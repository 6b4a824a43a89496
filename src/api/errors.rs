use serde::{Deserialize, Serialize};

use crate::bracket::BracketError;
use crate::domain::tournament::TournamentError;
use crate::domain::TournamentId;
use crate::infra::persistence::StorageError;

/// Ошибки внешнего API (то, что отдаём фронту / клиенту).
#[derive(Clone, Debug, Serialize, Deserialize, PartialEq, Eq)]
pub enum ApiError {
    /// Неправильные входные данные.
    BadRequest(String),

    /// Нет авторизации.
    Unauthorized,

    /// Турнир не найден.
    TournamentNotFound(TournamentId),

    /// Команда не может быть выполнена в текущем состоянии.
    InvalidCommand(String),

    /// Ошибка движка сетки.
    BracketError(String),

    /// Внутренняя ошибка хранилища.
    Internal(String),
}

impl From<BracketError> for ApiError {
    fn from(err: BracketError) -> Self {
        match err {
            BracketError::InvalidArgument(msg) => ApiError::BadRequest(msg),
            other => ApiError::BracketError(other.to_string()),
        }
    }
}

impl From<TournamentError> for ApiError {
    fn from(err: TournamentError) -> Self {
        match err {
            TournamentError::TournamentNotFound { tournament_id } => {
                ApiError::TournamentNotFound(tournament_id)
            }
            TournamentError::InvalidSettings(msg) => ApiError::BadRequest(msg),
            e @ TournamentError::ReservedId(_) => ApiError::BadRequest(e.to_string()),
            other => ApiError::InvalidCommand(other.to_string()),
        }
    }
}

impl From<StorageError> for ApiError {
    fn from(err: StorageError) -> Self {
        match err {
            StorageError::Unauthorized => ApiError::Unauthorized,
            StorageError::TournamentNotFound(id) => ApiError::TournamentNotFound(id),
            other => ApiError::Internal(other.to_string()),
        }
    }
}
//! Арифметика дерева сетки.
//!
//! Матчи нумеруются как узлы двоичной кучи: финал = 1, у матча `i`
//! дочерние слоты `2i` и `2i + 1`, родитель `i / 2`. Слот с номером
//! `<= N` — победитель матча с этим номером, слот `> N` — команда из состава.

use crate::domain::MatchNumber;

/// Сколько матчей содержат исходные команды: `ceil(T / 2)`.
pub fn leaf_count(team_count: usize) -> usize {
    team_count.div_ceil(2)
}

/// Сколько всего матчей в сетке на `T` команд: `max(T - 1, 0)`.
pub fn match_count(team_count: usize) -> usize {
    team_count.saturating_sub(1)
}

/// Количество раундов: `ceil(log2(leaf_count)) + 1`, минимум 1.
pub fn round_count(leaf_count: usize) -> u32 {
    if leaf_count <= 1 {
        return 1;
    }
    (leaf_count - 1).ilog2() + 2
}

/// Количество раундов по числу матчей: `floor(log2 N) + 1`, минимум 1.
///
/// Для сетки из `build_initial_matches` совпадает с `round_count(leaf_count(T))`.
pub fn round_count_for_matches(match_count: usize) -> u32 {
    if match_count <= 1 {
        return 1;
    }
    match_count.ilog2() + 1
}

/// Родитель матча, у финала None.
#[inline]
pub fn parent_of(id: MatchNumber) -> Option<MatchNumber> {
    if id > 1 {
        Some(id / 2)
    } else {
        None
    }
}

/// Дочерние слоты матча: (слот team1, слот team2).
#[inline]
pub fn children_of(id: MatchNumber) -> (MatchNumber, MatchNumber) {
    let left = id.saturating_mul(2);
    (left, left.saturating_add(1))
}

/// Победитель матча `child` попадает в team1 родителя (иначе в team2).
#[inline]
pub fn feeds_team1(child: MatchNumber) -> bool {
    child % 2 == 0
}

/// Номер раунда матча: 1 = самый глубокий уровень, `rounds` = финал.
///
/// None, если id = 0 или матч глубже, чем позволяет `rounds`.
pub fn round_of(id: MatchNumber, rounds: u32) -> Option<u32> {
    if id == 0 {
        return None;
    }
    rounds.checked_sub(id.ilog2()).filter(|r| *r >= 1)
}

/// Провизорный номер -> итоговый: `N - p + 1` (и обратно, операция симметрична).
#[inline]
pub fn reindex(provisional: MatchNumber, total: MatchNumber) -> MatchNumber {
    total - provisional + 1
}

================

* Assignment
All of the data needs to be printed once more, exactly.

* Exercise answer
repository 6b4a824a43a89496
filename src/api/errors.rs
use serde::{Deserialize, Serialize};

use crate::bracket::BracketError;
use crate::domain::tournament::TournamentError;
use crate::domain::TournamentId;
use crate::infra::persistence::StorageError;

/// Ошибки внешнего API (то, что отдаём фронту / клиенту).
#[derive(Clone, Debug, Serialize, Deserialize, PartialEq, Eq)]
pub enum ApiError {
    /// Неправильные входные данные.
    BadRequest(String),

    /// Нет авторизации.
    Unauthorized,

    /// Турнир не найден.
    TournamentNotFound(TournamentId),

    /// Команда не может быть выполнена в текущем состоянии.
    InvalidCommand(String),

    /// Ошибка движка сетки.
    BracketError(String),

    /// Внутренняя ошибка хранилища.
    Internal(String),
}

impl From<BracketError> for ApiError {
    fn from(err: BracketError) -> Self {
        match err {
            BracketError::InvalidArgument(msg) => ApiError::BadRequest(msg),
            other => ApiError::BracketError(other.to_string()),
        }
    }
}

impl From<TournamentError> for ApiError {
    fn from(err: TournamentError) -> Self {
        match err {
            TournamentError::TournamentNotFound { tournament_id } => {
                ApiError::TournamentNotFound(tournament_id)
            }
            TournamentError::InvalidSettings(msg) => ApiError::BadRequest(msg),
            e @ TournamentError::ReservedId(_) => ApiError::BadRequest(e.to_string()),
            other => ApiError::InvalidCommand(other.to_string()),
        }
    }
}

impl From<StorageError> for ApiError {
    fn from(err: StorageError) -> Self {
        match err {
            StorageError::Unauthorized => ApiError::Unauthorized,
            StorageError::TournamentNotFound(id) => ApiError::TournamentNotFound(id),
            other => ApiError::Internal(other.to_string()),
        }
    }
}
//! Арифметика дерева сетки.
//!
//! Матчи нумеруются как узлы двоичной кучи: финал = 1, у матча `i`
//! дочерние слоты `2i` и `2i + 1`, родитель `i / 2`. Слот с номером
//! `<= N` — победитель матча с этим номером, слот `> N` — команда из состава.

use crate::domain::MatchNumber;

/// Сколько матчей содержат исходные команды: `ceil(T / 2)`.
pub fn leaf_count(team_count: usize) -> usize {
    team_count.div_ceil(2)
}

/// Сколько всего матчей в сетке на `T` команд: `max(T - 1, 0)`.
pub fn match_count(team_count: usize) -> usize {
    team_count.saturating_sub(1)
}

/// Количество раундов: `ceil(log2(leaf_count)) + 1`, минимум 1.
pub fn round_count(leaf_count: usize) -> u32 {
    if leaf_count <= 1 {
        return 1;
    }
    (leaf_count - 1).ilog2() + 2
}

/// Количество раундов по числу матчей: `floor(log2 N) + 1`, минимум 1.
///
/// Для сетки из `build_initial_matches` совпадает с `round_count(leaf_count(T))`.
pub fn round_count_for_matches(match_count: usize) -> u32 {
    if match_count <= 1 {
        return 1;
    }
    match_count.ilog2() + 1
}

/// Родитель матча, у финала None.
#[inline]
pub fn parent_of(id: MatchNumber) -> Option<MatchNumber> {
    if id > 1 {
        Some(id / 2)
    } else {
        None
    }
}

/// Дочерние слоты матча: (слот team1, слот team2).
#[inline]
pub fn children_of(id: MatchNumber) -> (MatchNumber, MatchNumber) {
    let left = id.saturating_mul(2);
    (left, left.saturating_add(1))
}

/// Победитель матча `child` попадает в team1 родителя (иначе в team2).
#[inline]
pub fn feeds_team1(child: MatchNumber) -> bool {
    child % 2 == 0
}

/// Номер раунда матча: 1 = самый глубокий уровень, `rounds` = финал.
///
/// None, если id = 0 или матч глубже, чем позволяет `rounds`.
pub fn round_of(id: MatchNumber, rounds: u32) -> Option<u32> {
    if id == 0 {
        return None;
    }
    rounds.checked_sub(id.ilog2()).filter(|r| *r >= 1)
}

/// Провизорный номер -> итоговый: `N - p + 1` (и обратно, операция симметрична).
#[inline]
pub fn reindex(provisional: MatchNumber, total: MatchNumber) -> MatchNumber {
    total - provisional + 1
}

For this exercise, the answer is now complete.